I put the handle below the bottom rib on the neck. This is the strongest part of the carboy and would probably support the full carboy but I find it easier and safer to lift it with both hands. The handle is intended to safely lift the carboy empty and especially wet and slippery. It also makes a nifty place to keep the folded instruction sheet or notes!


----------



## I_Drank_It (Sep 8, 2011)

Thanks Dugger. I have the orange-dipped handles. My Italian carboy must have the handle installed below the bottom rib as you said. The handle is too loose if I place it between the top and bottom ribs. On my Mexican carboy, the handle fits either place. Out of ignorance, I've lifted my 6 Gal Italian carboy completely full.
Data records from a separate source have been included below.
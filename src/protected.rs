// WHY: Protected segments mark spans that must survive any downstream text
// transformation byte-for-byte. The parser only discovers, substitutes, and
// restores - it never transforms.

use serde::{Deserialize, Serialize};
use tracing::debug;

/// Recognized delimiter pairs, in scan priority order for equal positions
const DELIMITER_PAIRS: [(&str, &str); 2] = [("[[", "]]"), ("{{", "}}")];

/// A delimited span discovered in the original text
///
/// `start_position..end_position` is the full delimited span (delimiters
/// included) in byte offsets; `content` is the delimiter-stripped interior.
#[derive(Serialize, Deserialize, Debug, Clone, PartialEq, Eq)]
pub struct ProtectedSegment {
    pub content: String,
    pub start_position: usize,
    pub end_position: usize,
    pub open_delimiter: String,
    pub close_delimiter: String,
}

/// One placeholder-to-segment binding
#[derive(Serialize, Deserialize, Debug, Clone, PartialEq, Eq)]
pub struct PlaceholderBinding {
    pub placeholder: String,
    pub segment: ProtectedSegment,
}

/// Ordered placeholder map; insertion order is discovery order (left to right)
#[derive(Serialize, Deserialize, Debug, Clone, Default, PartialEq, Eq)]
pub struct PlaceholderMap {
    entries: Vec<PlaceholderBinding>,
}

impl PlaceholderMap {
    pub fn new() -> Self {
        Self::default()
    }

    fn insert(&mut self, placeholder: String, segment: ProtectedSegment) {
        self.entries.push(PlaceholderBinding { placeholder, segment });
    }

    /// Look up the segment bound to a placeholder token
    pub fn get(&self, placeholder: &str) -> Option<&ProtectedSegment> {
        self.entries
            .iter()
            .find(|binding| binding.placeholder == placeholder)
            .map(|binding| &binding.segment)
    }

    pub fn len(&self) -> usize {
        self.entries.len()
    }

    pub fn is_empty(&self) -> bool {
        self.entries.is_empty()
    }

    pub fn iter(&self) -> impl Iterator<Item = &PlaceholderBinding> {
        self.entries.iter()
    }
}

/// Text with segments swapped for placeholders, plus the map to undo it
#[derive(Serialize, Deserialize, Debug, Clone, PartialEq, Eq)]
pub struct ExtractionResult {
    pub processed_text: String,
    pub placeholder_map: PlaceholderMap,
}

/// Outcome of delimiter well-formedness validation
#[derive(Serialize, Deserialize, Debug, Clone, PartialEq, Eq)]
pub struct ValidationResult {
    pub is_valid: bool,
    pub errors: Vec<String>,
}

/// Find the earliest opening delimiter at or after `cursor`
fn next_opener(text: &str, cursor: usize) -> Option<(usize, &'static str, &'static str)> {
    DELIMITER_PAIRS
        .iter()
        .filter_map(|&(open, close)| {
            text[cursor..]
                .find(open)
                .map(|offset| (cursor + offset, open, close))
        })
        .min_by_key(|&(position, _, _)| position)
}

/// Discover all protected segments in left-to-right order
///
/// For each opening delimiter the nearest closing delimiter of the same kind
/// terminates the segment; same-kind nesting is not supported. An opener
/// with no close is skipped here and reported by
/// [`validate_protected_segments`].
pub fn parse_protected_segments(text: &str) -> Vec<ProtectedSegment> {
    let mut segments = Vec::new();
    let mut cursor = 0;

    while let Some((open_pos, open, close)) = next_opener(text, cursor) {
        let content_start = open_pos + open.len();
        match text[content_start..].find(close) {
            Some(offset) => {
                let close_pos = content_start + offset;
                let end_position = close_pos + close.len();
                segments.push(ProtectedSegment {
                    content: text[content_start..close_pos].to_string(),
                    start_position: open_pos,
                    end_position,
                    open_delimiter: open.to_string(),
                    close_delimiter: close.to_string(),
                });
                cursor = end_position;
            }
            None => {
                // Unmatched opener: step past it and keep scanning
                cursor = content_start;
            }
        }
    }

    debug!(count = segments.len(), "Discovered protected segments");
    segments
}

/// Replace each segment's full delimited span with a sequential placeholder
///
/// Placeholders are `__PROTECTED_0__`, `__PROTECTED_1__`, ... in discovery
/// order. The processed text contains no original delimiter pairs, and the
/// map holds exactly one entry per segment.
pub fn extract_with_placeholders(text: &str, segments: &[ProtectedSegment]) -> ExtractionResult {
    let mut processed_text = String::with_capacity(text.len());
    let mut placeholder_map = PlaceholderMap::new();
    let mut cursor = 0;

    for segment in segments {
        // Segments out of scan order or out of bounds cannot be substituted
        if segment.start_position < cursor || segment.end_position > text.len() {
            continue;
        }
        processed_text.push_str(&text[cursor..segment.start_position]);
        let placeholder = format!("__PROTECTED_{}__", placeholder_map.len());
        processed_text.push_str(&placeholder);
        placeholder_map.insert(placeholder, segment.clone());
        cursor = segment.end_position;
    }

    processed_text.push_str(&text[cursor..]);

    ExtractionResult {
        processed_text,
        placeholder_map,
    }
}

/// Swap each placeholder back for its segment's bare content
///
/// Delimiters are stripped on restoration; surrounding text is carried
/// through untouched, so transformations applied between extraction and
/// restoration survive everywhere except inside protected spans.
pub fn restore_protected_segments(processed_text: &str, placeholder_map: &PlaceholderMap) -> String {
    let mut restored = processed_text.to_string();
    for binding in placeholder_map.iter() {
        restored = restored.replace(&binding.placeholder, &binding.segment.content);
    }
    restored
}

/// Report every opening delimiter left unclosed before end of text
///
/// Well-formed text with zero segments is valid.
pub fn validate_protected_segments(text: &str) -> ValidationResult {
    let mut errors = Vec::new();
    let mut cursor = 0;

    while let Some((open_pos, open, close)) = next_opener(text, cursor) {
        let content_start = open_pos + open.len();
        match text[content_start..].find(close) {
            Some(offset) => {
                cursor = content_start + offset + close.len();
            }
            None => {
                errors.push(format!(
                    "Unclosed protected segment: '{open}' at position {open_pos} has no matching '{close}'"
                ));
                cursor = content_start;
            }
        }
    }

    ValidationResult {
        is_valid: errors.is_empty(),
        errors,
    }
}

#[cfg(test)]
mod tests {
    use super::*;

    #[test]
    fn test_parse_no_segments() {
        assert!(parse_protected_segments("").is_empty());
        assert!(parse_protected_segments("Plain text without delimiters.").is_empty());
    }

    #[test]
    fn test_parse_single_segment() {
        let text = "Keep [[this phrase]] intact.";
        let segments = parse_protected_segments(text);

        assert_eq!(segments.len(), 1);
        let segment = &segments[0];
        assert_eq!(segment.content, "this phrase");
        assert_eq!(segment.open_delimiter, "[[");
        assert_eq!(segment.close_delimiter, "]]");
        assert_eq!(&text[segment.start_position..segment.end_position], "[[this phrase]]");
    }

    #[test]
    fn test_parse_mixed_delimiters_in_order() {
        let text = "First {{alpha}} then [[beta]] then {{gamma}}.";
        let segments = parse_protected_segments(text);

        assert_eq!(segments.len(), 3);
        assert_eq!(segments[0].content, "alpha");
        assert_eq!(segments[0].open_delimiter, "{{");
        assert_eq!(segments[1].content, "beta");
        assert_eq!(segments[1].open_delimiter, "[[");
        assert_eq!(segments[2].content, "gamma");

        // Discovery order is left to right
        assert!(segments[0].start_position < segments[1].start_position);
        assert!(segments[1].start_position < segments[2].start_position);
    }

    #[test]
    fn test_parse_first_close_wins() {
        // Same-kind nesting is unsupported; first close terminates
        let text = "[[outer [[inner]] trailing]]";
        let segments = parse_protected_segments(text);

        assert_eq!(segments.len(), 1);
        assert_eq!(segments[0].content, "outer [[inner");
    }

    #[test]
    fn test_parse_skips_unmatched_opener() {
        let text = "Broken [[opener and a {{good}} one.";
        let segments = parse_protected_segments(text);

        assert_eq!(segments.len(), 1);
        assert_eq!(segments[0].content, "good");
    }

    #[test]
    fn test_extract_with_placeholders() {
        let text = "Keep [[one]] and {{two}} safe.";
        let segments = parse_protected_segments(text);
        let extraction = extract_with_placeholders(text, &segments);

        assert_eq!(extraction.processed_text, "Keep __PROTECTED_0__ and __PROTECTED_1__ safe.");
        assert_eq!(extraction.placeholder_map.len(), 2);
        assert!(!extraction.processed_text.contains("[["));
        assert!(!extraction.processed_text.contains("{{"));

        let bound = extraction.placeholder_map.get("__PROTECTED_0__").expect("entry 0 exists");
        assert_eq!(bound.content, "one");
        assert!(extraction.placeholder_map.get("__PROTECTED_9__").is_none());
    }

    #[test]
    fn test_restore_round_trip() {
        let text = "Transform around [[keep me]] and {{me too}} please.";
        let segments = parse_protected_segments(text);
        let extraction = extract_with_placeholders(text, &segments);

        let restored =
            restore_protected_segments(&extraction.processed_text, &extraction.placeholder_map);

        assert!(restored.contains("keep me"));
        assert!(restored.contains("me too"));
        assert_eq!(restored, "Transform around keep me and me too please.");
    }

    #[test]
    fn test_restore_after_surrounding_transformation() {
        let text = "the original [[protected phrase]] stays";
        let segments = parse_protected_segments(text);
        let extraction = extract_with_placeholders(text, &segments);

        // Simulate a transformation that rewrites everything around the placeholder
        let transformed = extraction.processed_text.replace("the original", "a rewritten");
        let restored = restore_protected_segments(&transformed, &extraction.placeholder_map);

        assert_eq!(restored, "a rewritten protected phrase stays");
    }

    #[test]
    fn test_validate_well_formed() {
        assert!(validate_protected_segments("").is_valid);
        assert!(validate_protected_segments("No delimiters at all.").is_valid);
        assert!(validate_protected_segments("Two [[good]] and {{fine}} segments.").is_valid);
    }

    #[test]
    fn test_validate_unclosed_opener() {
        let result = validate_protected_segments("Text [[unclosed segment here.");
        assert!(!result.is_valid);
        assert_eq!(result.errors.len(), 1);
        assert!(result.errors[0].contains("[["));
        assert!(result.errors[0].contains("position 5"));
    }

    #[test]
    fn test_validate_multiple_unclosed_openers() {
        let result = validate_protected_segments("One [[ and two {{ both broken");
        assert!(!result.is_valid);
        assert_eq!(result.errors.len(), 2);
    }

    #[test]
    fn test_extract_empty_segments() {
        let extraction = extract_with_placeholders("untouched", &[]);
        assert_eq!(extraction.processed_text, "untouched");
        assert!(extraction.placeholder_map.is_empty());
    }
}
Guess I'll have to use a hand truck now to save my back.


----------



## wineh (Mar 25, 2012)

*Can it be too big?*

The carboy I mean. I suggested to a customer service rep at a kit manufacturer that I had a low beginning SG, and that I had never measured an SG as high as was suggested for that particular kit. After some back and forth emails, she suggested I recheck my 23 litre mark. So I filled up my mexican carboy (I have a couple of Italian ones as well) and confirmed that my mark is correct. She came back with " you should weigh 23kg of water in your primary and correct your mark. This suggests that my carboy is too large in an amount that would cause my initial SG to be too low. Have you ever had this problem?


----------